Reflection Nine – Arguing


My argument skills are legendary.

I’m not good at arguing all the time, of course. I’d lose in a fight against a lawyer or a doctor or a physicist (or a particularly skilled professor, like the ones I am taught by). But up against a bored teenager, I’d win every time. When I dive into a project, I’m damn sure going to pick a topic that I care about, because without the passion of an interest, my argument would fall flat, as others’ do. Every time I write, I write to convince my readers or a stance. Consciously or unconsciously, I am going to have you buy what I am selling, and you are going to walk away thinking that you got the better end of the deal. This is, to me, what marks the work of a truly good writer. If a reader were to finish something of mine and think, “That didn’t convince me of anything”, I haven’t done my job correctly.

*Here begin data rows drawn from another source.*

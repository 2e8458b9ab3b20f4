//! Dual DC motor control over four H-bridge input pins.
//!
//! Each physical motor has a forward and a reverse input. Running a motor
//! clears the inactive input, then drives the active one either fully HIGH
//! (at full speed) or with PWM. Commands are received via `MOTOR_CHANNEL`.
//!
//! Only a few PWM channels exist on the reference board, so a full-speed
//! command always uses a plain digital HIGH to leave a channel free.

use embassy_sync::blocking_mutex::raw::CriticalSectionRawMutex;
use embassy_time::Duration;
use embedded_hal::delay::DelayNs;
use embedded_hal::digital::PinState;
use serde::{Deserialize, Serialize};

use super::pins::{Motor, PinDriver, PinId, Terminal};
use crate::utils::math::range::{duty_for, speed_magnitude, FULL_SPEED};

/// Pause between the first and second motor when a run addresses both.
pub const RUN_STAGGER: Duration = Duration::from_millis(50);

/// How long both inputs are held HIGH while braking.
pub const BRAKE_DWELL: Duration = Duration::from_millis(250);

/// Channel used to receive motor commands (`MotorCommand` messages).
pub static MOTOR_CHANNEL: embassy_sync::channel::Channel<
    CriticalSectionRawMutex,
    MotorCommand,
    16,
> = embassy_sync::channel::Channel::new();

/// Which motor(s) a command addresses.
#[derive(Debug, Clone, Copy, PartialEq, Eq, Serialize, Deserialize)]
#[serde(rename_all = "snake_case")]
pub enum MotorId {
    First,
    Second,
    Both,
}

impl MotorId {
    /// Physical motors addressed, first motor before second.
    pub fn motors(self) -> &'static [Motor] {
        match self {
            MotorId::First => &[Motor::First],
            MotorId::Second => &[Motor::Second],
            MotorId::Both => &Motor::ALL,
        }
    }
}

impl From<Motor> for MotorId {
    fn from(motor: Motor) -> Self {
        match motor {
            Motor::First => MotorId::First,
            Motor::Second => MotorId::Second,
        }
    }
}

/// Rotation polarity of a motor.
#[derive(Debug, Clone, Copy, PartialEq, Eq, Default, Serialize, Deserialize)]
#[serde(rename_all = "snake_case")]
pub enum Direction {
    #[default]
    Forward,
    Backward,
}

impl Direction {
    /// Sign multiplier applied to a commanded speed.
    pub fn sign(self) -> i32 {
        match self {
            Direction::Forward => 1,
            Direction::Backward => -1,
        }
    }
}

/// Motor command variants.
///
/// Serialized as JSON with tag `"mc"`.
#[derive(Debug, Serialize, Deserialize, Clone, Copy, PartialEq, Eq)]
#[serde(tag = "mc", rename_all = "snake_case")]
pub enum MotorCommand {
    /// Run at a signed speed percentage.
    Run { m: MotorId, s: i32 },
    /// Release both inputs (coast).
    Stop { m: MotorId },
    /// Short both inputs HIGH, then release. Experimental.
    Brake { m: MotorId },
    /// Set the rotation calibration.
    Rotation { m: MotorId, d: Direction },
}

/// Drives two DC motors through a [`PinDriver`], blocking on `D` for the
/// stagger and brake delays.
pub struct MotorController<P, D> {
    pins: P,
    delay: D,
    rotations: [Direction; 2],
}

impl<P, D> MotorController<P, D>
where
    P: PinDriver,
    D: DelayNs,
{
    /// Create a controller with both motors at forward calibration.
    ///
    /// No pins are written until the first command.
    pub fn new(
        pins: P,
        delay: D,
    ) -> Self {
        Self::with_rotations(pins, delay, [Direction::Forward; 2])
    }

    /// Create a controller with a preset calibration, `[first, second]`.
    pub fn with_rotations(
        pins: P,
        delay: D,
        rotations: [Direction; 2],
    ) -> Self {
        Self {
            pins,
            delay,
            rotations,
        }
    }

    /// Give back the pin driver and delay.
    pub fn release(self) -> (P, D) {
        (self.pins, self.delay)
    }

    /// Stored calibration for `motor`.
    pub fn rotation(
        &self,
        motor: Motor,
    ) -> Direction {
        self.rotations[motor.index()]
    }

    /// Execute a `MotorCommand`.
    pub fn execute_command(
        &mut self,
        command: MotorCommand,
    ) -> Result<(), P::Error> {
        match command {
            MotorCommand::Run { m, s } => self.run(m, s),
            MotorCommand::Stop { m } => self.stop(m),
            MotorCommand::Brake { m } => self.brake(m),
            MotorCommand::Rotation { m, d } => {
                self.set_rotation(m, d);
                Ok(())
            }
        }
    }

    /// Run `motor` at `speed` percent; the sign selects the direction.
    ///
    /// Magnitudes above 100 are clamped. A speed of zero stops the motor. When
    /// `motor` is [`MotorId::Both`] the second motor starts [`RUN_STAGGER`]
    /// after the first.
    pub fn run(
        &mut self,
        motor: MotorId,
        speed: i32,
    ) -> Result<(), P::Error> {
        if speed == 0 {
            return self.stop(motor);
        }

        let magnitude = speed_magnitude(speed);
        for (i, &m) in motor.motors().iter().enumerate() {
            if i > 0 {
                self.delay.delay_ms(RUN_STAGGER.as_millis() as u32);
            }
            self.drive(m, speed, magnitude)?;
        }
        Ok(())
    }

    fn drive(
        &mut self,
        motor: Motor,
        speed: i32,
        magnitude: u32,
    ) -> Result<(), P::Error> {
        let forward = speed.signum() * self.rotations[motor.index()].sign() > 0;
        let terminal = if forward {
            Terminal::Forward
        } else {
            Terminal::Reverse
        };
        let active = PinId::new(motor, terminal);
        let inactive = PinId::new(motor, terminal.opposite());

        self.pins.write_digital(inactive, PinState::Low)?;
        if magnitude == FULL_SPEED {
            tracing::debug!(?active, "full speed, digital high");
            self.pins.write_digital(active, PinState::High)
        } else {
            let duty = duty_for(magnitude, self.pins.max_duty(active));
            tracing::debug!(?active, duty, "pwm");
            self.pins.write_analog(active, duty)
        }
    }

    /// Pull both inputs of `motor` LOW.
    pub fn stop(
        &mut self,
        motor: MotorId,
    ) -> Result<(), P::Error> {
        for &m in motor.motors() {
            self.set_both(m, PinState::Low)?;
        }
        Ok(())
    }

    /// Actively brake `motor`: both inputs HIGH for [`BRAKE_DWELL`], then LOW.
    ///
    /// Shorting the motor terminals stresses the driver; treat as experimental.
    /// If an input cannot be driven HIGH, every addressed input is pulled LOW
    /// before the error is returned.
    pub fn brake(
        &mut self,
        motor: MotorId,
    ) -> Result<(), P::Error> {
        tracing::warn!(?motor, "active brake (experimental)");
        let shorted = motor
            .motors()
            .iter()
            .try_for_each(|&m| self.set_both(m, PinState::High));
        if let Err(e) = shorted {
            tracing::error!(?motor, ?e, "brake failed, releasing inputs");
            // keep the original error; the release is best-effort
            let _ = self.release_all(motor);
            return Err(e);
        }
        self.delay.delay_ms(BRAKE_DWELL.as_millis() as u32);
        self.release_all(motor)
    }

    /// Pull every input of `motor` LOW, attempting each one even after a
    /// failure. Returns the first error seen.
    fn release_all(
        &mut self,
        motor: MotorId,
    ) -> Result<(), P::Error> {
        let mut first_err = None;
        for &m in motor.motors() {
            for terminal in [Terminal::Reverse, Terminal::Forward] {
                if let Err(e) = self
                    .pins
                    .write_digital(PinId::new(m, terminal), PinState::Low)
                {
                    first_err.get_or_insert(e);
                }
            }
        }
        first_err.map_or(Ok(()), Err)
    }

    /// Store the rotation calibration for `motor`; applies from the next run.
    pub fn set_rotation(
        &mut self,
        motor: MotorId,
        direction: Direction,
    ) {
        for &m in motor.motors() {
            self.rotations[m.index()] = direction;
        }
        tracing::debug!(?motor, ?direction, "rotation set");
    }

    fn set_both(
        &mut self,
        motor: Motor,
        level: PinState,
    ) -> Result<(), P::Error> {
        self.pins
            .write_digital(PinId::new(motor, Terminal::Reverse), level)?;
        self.pins
            .write_digital(PinId::new(motor, Terminal::Forward), level)
    }
}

That being said, I’d like to reevaluate my history project, because the comment of “I still didn’t see the significance of the Macy’s” is still niggling in my brain. But I see how this is a weakness that has circulated both my professor and I. Culturally, clothes are important to women and a little less important to men. I didn’t properly explain how the passing down of a store is similar to the passing down of a treasured watch or sport coat (or whatever else men wear), and this is why my argument suffered. I had looked at it all very one-sidedly, ignorantly believing that everyone would be taken with the idea that something as silly as a store would be important. If I could go back, I would restructure my reasoning by giving more user-friendly examples of what the Macy’s means to me and many other women. This may not have been something I had predicted being an issue in conveying my meaning to another reader, but looking back, I see how my argument was a little ethnocentric. I would work to make it less esoteric, and try to incorporate more of Toulmin’s methods of argument, and better explain my warrant of my claim that the Macy’s is significant, thereby providing the chain of reasoning that connects the grounds of my argument to the claim of it. My rebuttal was lacking, as well – I didn’t offer any sort of counterargument to then disagree with. I had never particularly liked the idea of rebuttals because it always felt a bit tasteless to me to add a sentence in like “Now, I know what you’re thinking, how can this be?” To play devil’s advocate in my own paper seemed less like a perfect paper and more like an “As Seen On TV” commercial, but now I realize that this could have bettered my paper and advanced my argument. By calling out the reader’s skepticism and putting this disbelief to rest, I could have supplemented my paper and done a better job convincing my readers to come back to my side.